As part of those changes, Richard Magnuson, executive vice president and chief financial and administrative officer, will soon leave the organization. CEO Scott Armstrong says he intends to create a new CFO position focused solely on financial targets.
Group Health, which insures about 600,000 people in Washington and has annual revenues of $3.5 billion, is aiming to climb back up to a 3 percent operating margin, Armstrong said in a recent memo to staff, first reported by the Puget Sound Business Journal. The memo noted there had been three years of sharp declines in finances.
“This cannot continue,” Armstrong wrote. “We are better than this, and I am not going to let us have another year like this one.”
Before 2008, Armstrong said in an interview Sept. 19, the HMO was solidly in the black, with 6 to 9 percent operating margins. But three years of declines have led him to believe that costs must be tackled now.
“This is about making sure that the last piece we need to position ourselves to be the model for the future of our industry gets put in place,” he said. The process will eliminate some jobs and necessitate layoffs, he said. “We’ll make (the number) as small as possible.”
Armstrong noted the co-op’s national kudos for service, quality and innovations, such as creation of a “medical home” coordinated-care model for patients that focuses attention on prevention — in particular on keeping patients out of the hospital.
When Group Health patients need hospital care, they must seek it at hospitals owned by other medical systems. Group Health, as insurer, gets the bills, which have been steadily increasing.
In insurance plan rate filings posted this year with the state’s insurance commissioner, Group Health argued that health care costs for its individual “options” insurance plans, which allow patients to seek care from non-Group Health providers, were rising by 18.8 percent.

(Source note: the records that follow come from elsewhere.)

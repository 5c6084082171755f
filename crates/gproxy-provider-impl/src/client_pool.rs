//! Client pool (§4.6): three parallel maps, one per dialect, each holding
//! [`ClientKey`]-addressed entries behind a single `RwLock`. A background
//! sweeper evicts entries idle past the TTL; `Get` always needs the write
//! lock because a hit still has to bump `last_used_at` (§3 `PooledClient`).

use std::collections::HashMap;
use std::sync::{Arc, RwLock};
use std::time::{Duration, Instant};

use gproxy_provider_core::sink::RecordSink;
use gproxy_provider_core::{ClientKey, Dialect, GatewayError};

use crate::transport::PooledTransport;

const IDLE_TTL: Duration = Duration::from_secs(60 * 60);
const SWEEP_INTERVAL: Duration = Duration::from_secs(60 * 60);

#[derive(Clone)]
pub struct PooledClient {
    pub transport: PooledTransport,
    last_used_at: Instant,
}

struct DialectMap {
    entries: RwLock<HashMap<ClientKey, PooledClient>>,
}

impl Default for DialectMap {
    fn default() -> Self {
        Self { entries: RwLock::new(HashMap::new()) }
    }
}

impl DialectMap {
    fn get_or_insert_with(
        &self,
        key: &ClientKey,
        build: impl FnOnce() -> Result<PooledTransport, GatewayError>,
    ) -> Result<PooledClient, GatewayError> {
        let mut entries = self.entries.write().expect("client pool lock poisoned");
        if let Some(entry) = entries.get_mut(key) {
            entry.last_used_at = Instant::now();
            return Ok(entry.clone());
        }
        let transport = build()?;
        let entry = PooledClient { transport, last_used_at: Instant::now() };
        entries.insert(key.clone(), entry.clone());
        Ok(entry)
    }

    fn sweep(&self, now: Instant) -> usize {
        let mut entries = self.entries.write().expect("client pool lock poisoned");
        let before = entries.len();
        entries.retain(|_, entry| now.duration_since(entry.last_used_at) < IDLE_TTL);
        before - entries.len()
    }

    fn clear(&self) {
        self.entries.write().expect("client pool lock poisoned").clear();
    }

    fn len(&self) -> usize {
        self.entries.read().expect("client pool lock poisoned").len()
    }
}

pub struct ClientPool {
    openai: DialectMap,
    anthropic: DialectMap,
    google: DialectMap,
    sink: RwLock<Option<Arc<dyn RecordSink>>>,
}

impl Default for ClientPool {
    fn default() -> Self {
        Self {
            openai: DialectMap::default(),
            anthropic: DialectMap::default(),
            google: DialectMap::default(),
            sink: RwLock::new(None),
        }
    }
}

impl ClientPool {
    pub fn new() -> Self {
        Self::default()
    }

    fn map_for(&self, dialect: Dialect) -> &DialectMap {
        match dialect {
            Dialect::Openai => &self.openai,
            Dialect::Anthropic => &self.anthropic,
            Dialect::Google => &self.google,
        }
    }

    pub fn get(
        &self,
        dialect: Dialect,
        key: &ClientKey,
        build: impl FnOnce() -> Result<PooledTransport, GatewayError>,
    ) -> Result<PooledClient, GatewayError> {
        self.map_for(dialect).get_or_insert_with(key, build)
    }

    /// Applied retroactively (§4.6: "Setting a non-nil recording sink on
    /// the pool applies it retroactively to all pooled clients and to any
    /// created afterwards") — since clients don't carry their own sink
    /// reference here, retroactive application just means callers read this
    /// field at dispatch time rather than the client construction time.
    pub fn set_sink(&self, sink: Arc<dyn RecordSink>) {
        *self.sink.write().expect("client pool sink lock poisoned") = Some(sink);
    }

    pub fn sink(&self) -> Option<Arc<dyn RecordSink>> {
        self.sink.read().expect("client pool sink lock poisoned").clone()
    }

    pub fn clear(&self) {
        self.openai.clear();
        self.anthropic.clear();
        self.google.clear();
    }

    pub fn len(&self, dialect: Dialect) -> usize {
        self.map_for(dialect).len()
    }

    /// Evicts entries idle past the TTL across all three maps; returns the
    /// total number evicted. Intended to run on a [`SWEEP_INTERVAL`] tick.
    pub fn sweep(&self, now: Instant) -> usize {
        self.openai.sweep(now) + self.anthropic.sweep(now) + self.google.sweep(now)
    }
}

pub fn sweep_interval() -> Duration {
    SWEEP_INTERVAL
}

/// Spawns the periodic sweeper described in §4.6. Returns the task handle
/// so callers can abort it on shutdown.
pub fn spawn_sweeper(pool: Arc<ClientPool>) -> tokio::task::JoinHandle<()> {
    tokio::spawn(async move {
        let mut ticker = tokio::time::interval(SWEEP_INTERVAL);
        loop {
            ticker.tick().await;
            let evicted = pool.sweep(Instant::now());
            if evicted > 0 {
                tracing::debug!(evicted, "client pool sweep evicted idle entries");
            }
        }
    })
}
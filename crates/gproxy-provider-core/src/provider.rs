//! The `Provider` configuration record (spec §3) and its wire JSON shape
//! (spec §6). Providers are immutable for the lifetime of a cached client —
//! any change is a new `Provider` value and invalidates the pool entries
//! keyed on it.

use serde::{Deserialize, Deserializer, Serialize};
use time::OffsetDateTime;
use uuid::Uuid;

#[derive(Debug, Clone, Copy, PartialEq, Eq, Serialize, Deserialize)]
#[serde(rename_all = "snake_case")]
pub enum Dialect {
    Openai,
    Anthropic,
    Google,
}

#[derive(Debug, Clone, Copy, PartialEq, Eq, Serialize, Deserialize)]
#[serde(rename_all = "snake_case")]
pub enum OAuthProviderKind {
    ClaudeCode,
    Codex,
    Antigravity,
    QwenCode,
}

#[derive(Debug, Clone, Copy, PartialEq, Eq, Hash, Serialize, Deserialize)]
#[serde(rename_all = "snake_case")]
pub enum TlsFingerprint {
    Antigravity,
    ClaudeCode,
    Codex,
    GeminiCli,
    QwenCode,
    Chrome,
    Firefox,
    Safari,
    Ios,
    Android,
}

#[derive(Debug, Clone, PartialEq, Serialize, Deserialize)]
pub struct OAuthDetail {
    pub provider_type: OAuthProviderKind,
    pub access_token: String,
    pub refresh_token: String,
    #[serde(with = "time::serde::rfc3339")]
    pub expires_at: OffsetDateTime,
    #[serde(default)]
    pub extra_fields: serde_json::Map<String, serde_json::Value>,
}

impl OAuthDetail {
    pub fn is_expired(&self, now: OffsetDateTime) -> bool {
        now >= self.expires_at
    }
}

#[derive(Debug, Clone, PartialEq)]
pub enum Auth {
    ApiKey(String),
    OAuth(OAuthDetail),
}

impl Auth {
    pub fn oauth_kind(&self) -> Option<OAuthProviderKind> {
        match self {
            Auth::OAuth(detail) => Some(detail.provider_type),
            Auth::ApiKey(_) => None,
        }
    }
}

/// A configured upstream. Construct via [`Provider::from_wire`]; the public
/// fields are read by the transport, hook, and client-pool layers.
#[derive(Debug, Clone, PartialEq)]
pub struct Provider {
    pub id: Uuid,
    pub name: String,
    pub api_base: String,
    pub dialect: Dialect,
    pub auth: Auth,
    pub proxy_url: Option<String>,
    pub tls_fingerprint: Option<TlsFingerprint>,
    pub extra_headers: Vec<(String, String)>,
    pub enabled: bool,
}

impl Provider {
    /// Base URL with a single trailing slash stripped, as used by
    /// [`crate::keys::TransportKey`].
    pub fn normalized_api_base(&self) -> &str {
        self.api_base.trim_end_matches('/')
    }

    pub fn from_wire(wire: ProviderWire) -> Result<Self, crate::errors::GatewayError> {
        let auth = match wire.auth_type {
            AuthTypeWire::ApiKey => {
                let token = wire
                    .token
                    .ok_or(crate::errors::GatewayError::ParseMarshal(
                        "api_key provider missing token".to_string(),
                    ))?;
                Auth::ApiKey(token)
            }
            AuthTypeWire::Oauth => {
                let detail = wire
                    .oauth_detail
                    .ok_or(crate::errors::GatewayError::ParseMarshal(
                        "oauth provider missing oauth_detail".to_string(),
                    ))?;
                Auth::OAuth(detail)
            }
        };
        Ok(Provider {
            id: wire.uuid,
            name: wire.name,
            api_base: wire.api_base,
            dialect: wire.api_style,
            auth,
            proxy_url: wire.proxy_url,
            tls_fingerprint: wire.tls_fingerprint,
            extra_headers: Vec::new(),
            enabled: wire.enabled,
        })
    }
}

/// Deserialization target matching spec §6's provider-configuration JSON
/// verbatim; `tls_fingerprint` is the one field whose empty string ("no
/// fingerprint, use the default stack") does not line up with a plain enum.
#[derive(Debug, Clone, Deserialize, Serialize)]
pub struct ProviderWire {
    pub uuid: Uuid,
    pub name: String,
    pub api_base: String,
    pub api_style: Dialect,
    pub auth_type: AuthTypeWire,
    #[serde(default)]
    pub token: Option<String>,
    #[serde(default)]
    pub oauth_detail: Option<OAuthDetail>,
    #[serde(default)]
    pub proxy_url: Option<String>,
    #[serde(default, deserialize_with = "deserialize_tls_fingerprint")]
    pub tls_fingerprint: Option<TlsFingerprint>,
    pub enabled: bool,
}

#[derive(Debug, Clone, Copy, PartialEq, Eq, Serialize, Deserialize)]
#[serde(rename_all = "snake_case")]
pub enum AuthTypeWire {
    ApiKey,
    Oauth,
}

fn deserialize_tls_fingerprint<'de, D>(deserializer: D) -> Result<Option<TlsFingerprint>, D::Error>
where
    D: Deserializer<'de>,
{
    let raw: Option<String> = Option::deserialize(deserializer)?;
    match raw {
        None => Ok(None),
        Some(raw) if raw.is_empty() => Ok(None),
        Some(raw) => {
            let quoted = serde_json::Value::String(raw);
            serde_json::from_value(quoted).map_err(serde::de::Error::custom)
        }
    }
}

#[cfg(test)]
mod tests {
    use super::*;

    fn api_key_json() -> serde_json::Value {
        serde_json::json!({
            "uuid": "00000000-0000-0000-0000-000000000001",
            "name": "openai-default",
            "api_base": "https://api.openai.com/v1/",
            "api_style": "openai",
            "auth_type": "api_key",
            "token": "sk-test",
            "proxy_url": null,
            "tls_fingerprint": "",
            "enabled": true,
        })
    }

    #[test]
    fn empty_string_tls_fingerprint_becomes_none() {
        let wire: ProviderWire = serde_json::from_value(api_key_json()).unwrap();
        assert!(wire.tls_fingerprint.is_none());
        let provider = Provider::from_wire(wire).unwrap();
        assert_eq!(provider.normalized_api_base(), "https://api.openai.com/v1");
    }

    #[test]
    fn named_tls_fingerprint_parses() {
        let mut json = api_key_json();
        json["tls_fingerprint"] = serde_json::Value::String("claude_code".to_string());
        let wire: ProviderWire = serde_json::from_value(json).unwrap();
        assert_eq!(wire.tls_fingerprint, Some(TlsFingerprint::ClaudeCode));
    }

    #[test]
    fn oauth_provider_without_oauth_detail_is_rejected() {
        let mut json = api_key_json();
        json["auth_type"] = serde_json::Value::String("oauth".to_string());
        json.as_object_mut().unwrap().remove("token");
        let wire: ProviderWire = serde_json::from_value(json).unwrap();
        assert!(Provider::from_wire(wire).is_err());
    }
}
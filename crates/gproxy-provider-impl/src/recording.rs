//! Recording round-tripper (§4.4): tees a request/response pair to the
//! observation sink while staying transparent to the transport above it.
//! The source's `onClose` callback fired from both an EOF read path and an
//! explicit `Close()`, guarded inconsistently (a `sync.Once` in one place,
//! a plain boolean in the other, §9 open question). We unify both paths
//! under one [`tokio::sync::OnceCell`] so the sink sees exactly one
//! recorded response per request (§8 invariant 7) no matter which path
//! reaches end-of-stream first.

use std::sync::Arc;
use std::time::Instant;

use bytes::Bytes;
use gproxy_provider_core::recorded::{RecordScenario, RecordedExchange, RecordedRequest, RecordedResponse};
use gproxy_provider_core::sink::RecordSink;
use tokio::sync::{Mutex, OnceCell};

const SSE_CONTENT_TYPE: &str = "text/event-stream";

pub fn is_streaming_response(content_type: Option<&str>) -> bool {
    content_type.map(|value| value.contains(SSE_CONTENT_TYPE)).unwrap_or(false)
}

const SENSITIVE_HEADERS: [&str; 2] = ["authorization", "x-api-key"];
const REDACTED_PLACEHOLDER: &str = "[redacted]";

/// Captures the request side of §4.4 step 1: method, first-value headers,
/// and the JSON body if the request carried one and is non-empty.
/// `redact_sensitive` blanks `Authorization`/`x-api-key` header values before
/// they reach the sink — the recorder is for human inspection, not wire
/// replay, so there's no reason the credential has to leave this process.
pub fn capture_request(
    method: &str,
    url: &str,
    headers: &[(String, String)],
    body: &[u8],
    redact_sensitive: bool,
) -> RecordedRequest {
    let headers = headers
        .iter()
        .map(|(name, value)| {
            if redact_sensitive && SENSITIVE_HEADERS.contains(&name.to_ascii_lowercase().as_str()) {
                (name.clone(), REDACTED_PLACEHOLDER.to_string())
            } else {
                (name.clone(), value.clone())
            }
        })
        .collect();
    RecordedRequest {
        method: method.to_string(),
        url: url.to_string(),
        headers,
        json_body: (!body.is_empty()).then(|| serde_json::from_slice(body).ok()).flatten(),
    }
}

struct PendingExchange {
    sink: Arc<dyn RecordSink>,
    provider_name: String,
    model: String,
    scenario: RecordScenario,
    request: RecordedRequest,
    started_at: Instant,
}

/// Fires the sink exactly once regardless of how many call sites race to
/// finish it. Construct one per request; clone the `Arc` into both the EOF
/// path and the explicit-close path.
pub struct SingleFireRecorder {
    pending: Mutex<Option<PendingExchange>>,
    fired: OnceCell<()>,
}

impl SingleFireRecorder {
    /// Returns `None` when the sink is disabled, so the round-tripper can
    /// skip the whole capture-and-tee path (§6 "cheap short-circuit").
    pub fn new(
        sink: Arc<dyn RecordSink>,
        provider_name: impl Into<String>,
        model: impl Into<String>,
        scenario: impl Into<String>,
        request: RecordedRequest,
    ) -> Option<Arc<Self>> {
        if !sink.is_enabled() {
            return None;
        }
        Some(Arc::new(Self {
            pending: Mutex::new(Some(PendingExchange {
                sink,
                provider_name: provider_name.into(),
                model: model.into(),
                scenario: RecordScenario::new(scenario),
                request,
                started_at: Instant::now(),
            })),
            fired: OnceCell::new(),
        }))
    }

    /// Delivers `response` to the sink. Only the first call of however many
    /// race here actually reaches the sink; later calls are no-ops.
    pub async fn fire(self: &Arc<Self>, response: Option<RecordedResponse>, error: Option<String>) {
        let this = self.clone();
        self.fired
            .get_or_init(move || async move {
                let pending = this.pending.lock().await.take();
                if let Some(pending) = pending {
                    pending
                        .sink
                        .record_with_scenario(RecordedExchange {
                            provider_name: pending.provider_name,
                            model: pending.model,
                            scenario: pending.scenario,
                            request: pending.request,
                            response,
                            duration: pending.started_at.elapsed(),
                            error,
                        })
                        .await;
                }
            })
            .await;
    }

    pub fn has_fired(&self) -> bool {
        self.fired.initialized()
    }
}

/// Buffers streaming body bytes as they pass through, without blocking the
/// downstream consumer (§4.4: "merely copies bytes as they pass"). Call
/// [`RecordingBuffer::push`] for every chunk read, then
/// [`RecordingBuffer::raw_sse_chunks`] once end-of-stream is reached.
#[derive(Default)]
pub struct RecordingBuffer {
    bytes: Vec<u8>,
}

impl RecordingBuffer {
    pub fn push(&mut self, chunk: &Bytes) {
        self.bytes.extend_from_slice(chunk);
    }

    /// Splits the buffered text on blank-line SSE event boundaries and
    /// returns each event's `data:` payload, in receive order.
    pub fn raw_sse_chunks(&self) -> Vec<String> {
        let text = String::from_utf8_lossy(&self.bytes);
        text.split("\n\n")
            .flat_map(|event| event.lines())
            .filter_map(|line| line.strip_prefix("data:"))
            .map(|payload| payload.trim_start().to_string())
            .collect()
    }
}

#[cfg(test)]
mod tests {
    use super::*;
    use gproxy_provider_core::sink::NoopRecordSink;
    use std::sync::atomic::{AtomicUsize, Ordering};

    struct CountingSink {
        calls: AtomicUsize,
    }

    #[async_trait::async_trait]
    impl RecordSink for CountingSink {
        async fn record_with_scenario(&self, _exchange: RecordedExchange) {
            self.calls.fetch_add(1, Ordering::SeqCst);
        }

        fn is_enabled(&self) -> bool {
            true
        }
    }

    fn request() -> RecordedRequest {
        capture_request("POST", "https://api.anthropic.com/v1/messages", &[], b"", true)
    }

    #[test]
    fn redacts_sensitive_headers_by_default() {
        let headers = vec![
            ("Authorization".to_string(), "Bearer sk-secret".to_string()),
            ("X-Api-Key".to_string(), "sk-secret".to_string()),
            ("content-type".to_string(), "application/json".to_string()),
        ];
        let request = capture_request("POST", "https://api.anthropic.com/v1/messages", &headers, b"", true);
        assert_eq!(request.headers[0].1, "[redacted]");
        assert_eq!(request.headers[1].1, "[redacted]");
        assert_eq!(request.headers[2].1, "application/json");
    }

    #[test]
    fn redaction_can_be_disabled() {
        let headers = vec![("Authorization".to_string(), "Bearer sk-secret".to_string())];
        let request = capture_request("POST", "https://api.anthropic.com/v1/messages", &headers, b"", false);
        assert_eq!(request.headers[0].1, "Bearer sk-secret");
    }

    #[test]
    fn sse_content_type_is_detected_loosely() {
        assert!(is_streaming_response(Some("text/event-stream; charset=utf-8")));
        assert!(!is_streaming_response(Some("application/json")));
        assert!(!is_streaming_response(None));
    }

    #[test]
    fn recording_buffer_extracts_data_payloads_in_order() {
        let mut buffer = RecordingBuffer::default();
        buffer.push(&Bytes::from_static(b"event: message_start\ndata: {\"a\":1}\n\n"));
        buffer.push(&Bytes::from_static(b"data: {\"a\":2}\n\n"));
        assert_eq!(buffer.raw_sse_chunks(), vec!["{\"a\":1}", "{\"a\":2}"]);
    }

    #[tokio::test]
    async fn disabled_sink_skips_construction_entirely() {
        let sink = Arc::new(NoopRecordSink);
        let recorder = SingleFireRecorder::new(sink, "p", "m", "scenario", request());
        assert!(recorder.is_none());
    }

    #[tokio::test]
    async fn concurrent_eof_and_close_paths_fire_exactly_once() {
        let sink = Arc::new(CountingSink { calls: AtomicUsize::new(0) });
        let recorder = SingleFireRecorder::new(sink.clone(), "p", "m", "scenario", request()).unwrap();

        let a = recorder.clone();
        let b = recorder.clone();
        tokio::join!(a.fire(None, None), b.fire(None, None));

        assert_eq!(sink.calls.load(Ordering::SeqCst), 1);
        assert!(recorder.has_fired());
    }
}
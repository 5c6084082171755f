use serde::{Deserialize, Serialize};

#[derive(Debug, Clone, PartialEq, Eq, Serialize, Deserialize)]
pub struct ErrorDetail {
    #[serde(rename = "type")]
    pub r#type: String,
    pub message: String,
}

impl ErrorDetail {
    pub fn new(r#type: impl Into<String>, message: impl Into<String>) -> Self {
        Self {
            r#type: r#type.into(),
            message: message.into(),
        }
    }

    pub fn stream_failed(message: impl Into<String>) -> Self {
        Self::new("stream_error", message)
    }
}
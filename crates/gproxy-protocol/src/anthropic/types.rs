use serde::{Deserialize, Serialize};
use serde_json::Value;
use std::collections::BTreeMap;

pub type JsonValue = Value;
pub type JsonObject = BTreeMap<String, JsonValue>;

/// Anthropic model identifiers are an open string space (new models ship
/// constantly); downstream code should not have to extend an enum to stay
/// current, so anything not in the small known set round-trips verbatim.
#[derive(Debug, Clone, PartialEq, Eq, Serialize, Deserialize)]
#[serde(untagged)]
pub enum Model {
    Known(KnownModel),
    Custom(String),
}

impl Model {
    pub fn as_str(&self) -> &str {
        match self {
            Model::Known(known) => known.as_str(),
            Model::Custom(value) => value.as_str(),
        }
    }

    pub fn custom(value: impl Into<String>) -> Self {
        Model::Custom(value.into())
    }
}

#[derive(Debug, Clone, Copy, PartialEq, Eq, Serialize, Deserialize)]
#[serde(rename_all = "kebab-case")]
pub enum KnownModel {
    #[serde(rename = "claude-opus-4-6-20260115")]
    ClaudeOpus4_6,
    #[serde(rename = "claude-sonnet-4-5-20250929")]
    ClaudeSonnet4_5,
    #[serde(rename = "claude-haiku-4-5-20251001")]
    ClaudeHaiku4_5,
}

impl KnownModel {
    fn as_str(&self) -> &'static str {
        match self {
            KnownModel::ClaudeOpus4_6 => "claude-opus-4-6-20260115",
            KnownModel::ClaudeSonnet4_5 => "claude-sonnet-4-5-20250929",
            KnownModel::ClaudeHaiku4_5 => "claude-haiku-4-5-20251001",
        }
    }
}

#[derive(Debug, Clone, Copy, PartialEq, Eq, Serialize, Deserialize)]
#[serde(rename_all = "snake_case")]
pub enum MessageRole {
    User,
    Assistant,
}

#[derive(Debug, Clone, Copy, PartialEq, Eq, Serialize, Deserialize)]
pub enum MessageType {
    #[serde(rename = "message")]
    Message,
}

#[derive(Debug, Clone, Copy, PartialEq, Eq, Serialize, Deserialize)]
#[serde(rename_all = "snake_case")]
pub enum StopReason {
    EndTurn,
    MaxTokens,
    StopSequence,
    ToolUse,
    PauseTurn,
    Refusal,
}

#[derive(Debug, Clone, Copy, PartialEq, Eq, Serialize, Deserialize)]
pub enum TextBlockType {
    #[serde(rename = "text")]
    Text,
}

#[derive(Debug, Clone, PartialEq, Serialize, Deserialize)]
pub struct TextBlock {
    pub text: String,
    #[serde(rename = "type")]
    pub r#type: TextBlockType,
}

impl TextBlock {
    pub fn new(text: impl Into<String>) -> Self {
        Self {
            text: text.into(),
            r#type: TextBlockType::Text,
        }
    }
}

#[derive(Debug, Clone, Copy, PartialEq, Eq, Serialize, Deserialize)]
pub enum ThinkingBlockType {
    #[serde(rename = "thinking")]
    Thinking,
}

#[derive(Debug, Clone, PartialEq, Serialize, Deserialize)]
pub struct ThinkingBlock {
    #[serde(skip_serializing_if = "Option::is_none")]
    pub signature: Option<String>,
    pub thinking: String,
    #[serde(rename = "type")]
    pub r#type: ThinkingBlockType,
}

#[derive(Debug, Clone, Copy, PartialEq, Eq, Serialize, Deserialize)]
pub enum ToolUseBlockType {
    #[serde(rename = "tool_use")]
    ToolUse,
}

#[derive(Debug, Clone, PartialEq, Serialize, Deserialize)]
pub struct ToolUseBlock {
    pub id: String,
    pub input: JsonObject,
    pub name: String,
    #[serde(rename = "type")]
    pub r#type: ToolUseBlockType,
}

/// A fully-formed content block, as it appears in a non-streaming
/// `Message` or in the recording assembler's output (§4.5.4).
#[derive(Debug, Clone, PartialEq, Serialize, Deserialize)]
#[serde(untagged)]
pub enum ContentBlock {
    Text(TextBlock),
    Thinking(ThinkingBlock),
    ToolUse(ToolUseBlock),
}

#[derive(Debug, Clone, Copy, PartialEq, Eq, Default, Serialize, Deserialize)]
pub struct Usage {
    #[serde(skip_serializing_if = "Option::is_none")]
    pub input_tokens: Option<u32>,
    #[serde(skip_serializing_if = "Option::is_none")]
    pub output_tokens: Option<u32>,
}

#[derive(Debug, Clone, PartialEq, Serialize, Deserialize)]
pub struct Message {
    pub id: String,
    pub content: Vec<ContentBlock>,
    pub model: Model,
    pub role: MessageRole,
    #[serde(skip_serializing_if = "Option::is_none")]
    pub stop_reason: Option<StopReason>,
    #[serde(skip_serializing_if = "Option::is_none")]
    pub stop_sequence: Option<String>,
    #[serde(rename = "type")]
    pub r#type: MessageType,
    pub usage: Usage,
}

The insurance commissioner’s office disagreed, projecting a 15.5 percent increase for the plans. Even so, it approved a rate increase of 17.1 percent.
Across all insurers, the insurance commissioner’s office estimated that health care costs were rising about 10 to 12 percent per year.
Armstrong said over the past three years, costs had increased all across the organization. Not only are the costs of outside health care services increasing, he said, costs inside Group Health had also gone up. “Some is compensation, some is we’ve gotten loose on some of our purchasing processes.”
To figure out how best to get a grip, Group Health is bringing in Navigant, a national financial management consulting firm, to compare Group Health’s costs to those of the best systems in the country and identify areas for savings, Armstrong said.